Your objective:
Return only this: the line with "still running after" and all the lines that follow it below, through the final one, exactly as they are.

(Stored data)

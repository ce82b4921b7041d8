#![cfg(all(unix, feature = "cli"))]

use std::io::{BufRead, BufReader};
use std::path::{Path, PathBuf};
use std::process::{Command, Output, Stdio};
use std::time::{Duration, Instant};

use pwmctl::frame::{encode_readings, Reading};

fn unique_temp_dir(tag: &str) -> PathBuf {
    let dir = PathBuf::from(format!(
        "/tmp/pwmctl-{tag}-{}-{}",
        std::process::id(),
        std::time::SystemTime::now()
            .duration_since(std::time::UNIX_EPOCH)
            .expect("time should be after epoch")
            .as_nanos()
    ));
    std::fs::create_dir_all(&dir).expect("temp dir should be creatable");
    dir
}

/// A regular file stands in for the serial device.
fn port_with(tag: &str, contents: &[u8]) -> (PathBuf, PathBuf) {
    let dir = unique_temp_dir(tag);
    let port = dir.join("tty");
    std::fs::write(&port, contents).expect("port file should be writable");
    (dir, port)
}

fn pwmctl(args: &[&str], port: &Path) -> Output {
    Command::new(env!("CARGO_BIN_EXE_pwmctl"))
        .arg("--log-level")
        .arg("error")
        .args(&args[..1])
        .arg(port)
        .args(&args[1..])
        .output()
        .expect("pwmctl should run")
}

fn frame(readings: &[Reading]) -> Vec<u8> {
    encode_readings(readings).expect("readings should encode")
}

#[test]
fn throttle_writes_ascii_command() {
    let (dir, port) = port_with("throttle", b"");

    let output = pwmctl(&["throttle", "A", "37"], &port);

    assert!(output.status.success(), "{output:?}");
    assert_eq!(std::fs::read(&port).unwrap(), b"A.37\r");
    let _ = std::fs::remove_dir_all(&dir);
}

#[test]
fn throttle_keeps_fractional_percent() {
    let (dir, port) = port_with("throttle-frac", b"");

    let output = Command::new(env!("CARGO_BIN_EXE_pwmctl"))
        .args(["--log-level", "error", "--format", "json", "throttle"])
        .arg(&port)
        .args(["D", "12.5"])
        .output()
        .expect("pwmctl should run");

    assert!(output.status.success(), "{output:?}");
    assert_eq!(std::fs::read(&port).unwrap(), b"D.12.5\r");
    let line = String::from_utf8_lossy(&output.stdout);
    let json: serde_json::Value = serde_json::from_str(line.trim()).expect("json output");
    assert_eq!(json["command"], "throttle");
    assert_eq!(json["bytes"], 7);
    let _ = std::fs::remove_dir_all(&dir);
}

#[test]
fn invalid_motor_is_usage_error_without_write() {
    let (dir, port) = port_with("bad-motor", b"");

    let output = pwmctl(&["throttle", "a", "10"], &port);

    assert_eq!(output.status.code(), Some(64));
    assert!(String::from_utf8_lossy(&output.stderr).contains("error:"));
    assert!(std::fs::read(&port).unwrap().is_empty());
    let _ = std::fs::remove_dir_all(&dir);
}

#[test]
fn out_of_range_percent_is_usage_error_without_write() {
    let (dir, port) = port_with("bad-percent", b"");

    for percent in ["-1", "100.5"] {
        let output = pwmctl(&["throttle", "B", percent], &port);
        assert_eq!(output.status.code(), Some(64), "percent {percent}");
    }

    assert!(std::fs::read(&port).unwrap().is_empty());
    let _ = std::fs::remove_dir_all(&dir);
}

#[test]
fn reset_and_kill_write_single_opcodes() {
    let (dir, port) = port_with("opcodes", b"");
    let output = pwmctl(&["reset"], &port);
    assert!(output.status.success(), "{output:?}");
    assert_eq!(std::fs::read(&port).unwrap(), [0x20]);

    std::fs::write(&port, b"").unwrap();
    let output = pwmctl(&["kill"], &port);
    assert!(output.status.success(), "{output:?}");
    assert_eq!(std::fs::read(&port).unwrap(), [0x5C]);
    let _ = std::fs::remove_dir_all(&dir);
}

#[test]
fn missing_port_fails_before_writing() {
    let missing = PathBuf::from(format!("/tmp/pwmctl-missing-{}", std::process::id()));

    let output = pwmctl(&["reset"], &missing);

    assert_eq!(output.status.code(), Some(64));
    assert!(!missing.exists());
}

#[test]
fn stream_prints_filtered_readings_as_json_lines() {
    let mut contents = frame(&[]);
    contents.extend(frame(&[
        Reading::acc(0.0, 0.0, 1.0),
        Reading::gyro(1.5, 0.0, 0.0),
        Reading::mag(20.0, -3.0, 40.0),
    ]));
    contents.extend(frame(&[Reading::acc(0.5, 0.0, 1.0)]));
    let (dir, port) = port_with("stream", &contents);

    let output = pwmctl(
        &["stream", "--format", "json", "--disable", "gyro", "--count", "3"],
        &port,
    );

    assert!(output.status.success(), "{output:?}");
    let stdout = String::from_utf8_lossy(&output.stdout);
    let lines: Vec<serde_json::Value> = stdout
        .lines()
        .map(|line| serde_json::from_str(line).expect("each line should be json"))
        .collect();
    let kinds: Vec<&str> = lines.iter().map(|v| v["kind"].as_str().unwrap()).collect();
    assert_eq!(kinds, ["acc", "mag", "acc"]);
    assert_eq!(lines[1]["unit"], "uT");
    assert_eq!(lines[1]["y"], -3.0);
    let _ = std::fs::remove_dir_all(&dir);
}

#[test]
fn stream_enable_restores_disabled_kind() {
    let mut contents = frame(&[]);
    contents.extend(frame(&[
        Reading::gyro(1.0, 2.0, 3.0),
        Reading::mag(4.0, 5.0, 6.0),
    ]));
    let (dir, port) = port_with("stream-enable", &contents);

    let output = pwmctl(
        &[
            "stream",
            "--format",
            "json",
            "--disable",
            "gyro,mag",
            "--enable",
            "gyro",
            "--count",
            "1",
        ],
        &port,
    );

    assert!(output.status.success(), "{output:?}");
    let stdout = String::from_utf8_lossy(&output.stdout);
    assert_eq!(stdout.lines().count(), 1);
    assert!(stdout.contains("\"kind\":\"gyro\""));
    let _ = std::fs::remove_dir_all(&dir);
}

#[test]
fn stream_disabling_twice_is_usage_error() {
    let (dir, port) = port_with("stream-twice", &frame(&[]));

    let output = pwmctl(&["stream", "--disable", "mag,mag"], &port);

    assert_eq!(output.status.code(), Some(64));
    let _ = std::fs::remove_dir_all(&dir);
}

#[test]
fn stream_ending_before_count_fails() {
    let mut contents = frame(&[]);
    contents.extend(frame(&[Reading::acc(0.0, 0.0, 1.0)]));
    let (dir, port) = port_with("stream-eof", &contents);

    let output = pwmctl(&["stream", "--format", "pretty", "--count", "5"], &port);

    assert_eq!(output.status.code(), Some(1));
    assert_eq!(String::from_utf8_lossy(&output.stdout).lines().count(), 1);
    let _ = std::fs::remove_dir_all(&dir);
}

#[test]
fn malformed_frame_after_priming_is_data_invalid() {
    let mut contents = frame(&[]);
    // COBS-valid, but announces seven readings that never follow.
    contents.extend([0x02, 0x07, 0x00]);
    let (dir, port) = port_with("stream-malformed", &contents);

    let output = pwmctl(&["stream", "--count", "1"], &port);

    assert_eq!(output.status.code(), Some(60));
    let _ = std::fs::remove_dir_all(&dir);
}

#[test]
fn ctrl_c_ends_stream_blocked_on_silent_port() {
    let dir = unique_temp_dir("stream-sigint");
    let fifo = dir.join("tty");
    let c_path = std::ffi::CString::new(fifo.to_str().unwrap()).unwrap();
    // SAFETY: `c_path` is a valid NUL-terminated path.
    assert_eq!(unsafe { libc::mkfifo(c_path.as_ptr(), 0o600) }, 0);

    let mut child = Command::new(env!("CARGO_BIN_EXE_pwmctl"))
        .args(["--log-level", "debug", "stream"])
        .arg(&fifo)
        .stdout(Stdio::null())
        .stderr(Stdio::piped())
        .spawn()
        .expect("stream should start");

    // The first input clear happens after the Ctrl-C handler is installed,
    // right before the read that blocks forever.
    let mut stderr = BufReader::new(child.stderr.take().unwrap());
    let mut line = String::new();
    while !line.contains("cleared input buffer") {
        line.clear();
        let read = stderr.read_line(&mut line).expect("stderr should be readable");
        assert!(read > 0, "stream exited before priming");
    }
    std::thread::sleep(Duration::from_millis(100));

    // SAFETY: signals a child process this test spawned and still owns.
    assert_eq!(unsafe { libc::kill(child.id() as libc::pid_t, libc::SIGINT) }, 0);

    let deadline = Instant::now() + Duration::from_secs(5);
    let status = loop {
        if let Some(status) = child.try_wait().expect("child should be waitable") {
            break status;
        }
        if Instant::now() >= deadline {
            let _ = child.kill();
            let _ = child.wait();
            panic!("stream still running after Ctrl-C");
        }
        std::thread::sleep(Duration::from_millis(25));
    };

    assert_eq!(status.code(), Some(0));
    let _ = std::fs::remove_dir_all(&dir);
}

#[test]
fn version_extended_names_binary() {
    let output = Command::new(env!("CARGO_BIN_EXE_pwmctl"))
        .args(["version", "--extended"])
        .output()
        .expect("pwmctl should run");

    assert!(output.status.success());
    let stdout = String::from_utf8_lossy(&output.stdout);
    assert!(stdout.contains("name: pwmctl"));
    assert!(stdout.contains("frame_delimiter: 0x00"));
}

Answer to this task:
            panic!("stream still running after Ctrl-C");
        }
        std::thread::sleep(Duration::from_millis(25));
    };

    assert_eq!(status.code(), Some(0));
    let _ = std::fs::remove_dir_all(&dir);
}

#[test]
fn version_extended_names_binary() {
    let output = Command::new(env!("CARGO_BIN_EXE_pwmctl"))
        .args(["version", "--extended"])
        .output()
        .expect("pwmctl should run");

    assert!(output.status.success());
    let stdout = String::from_utf8_lossy(&output.stdout);
    assert!(stdout.contains("name: pwmctl"));
    assert!(stdout.contains("frame_delimiter: 0x00"));
}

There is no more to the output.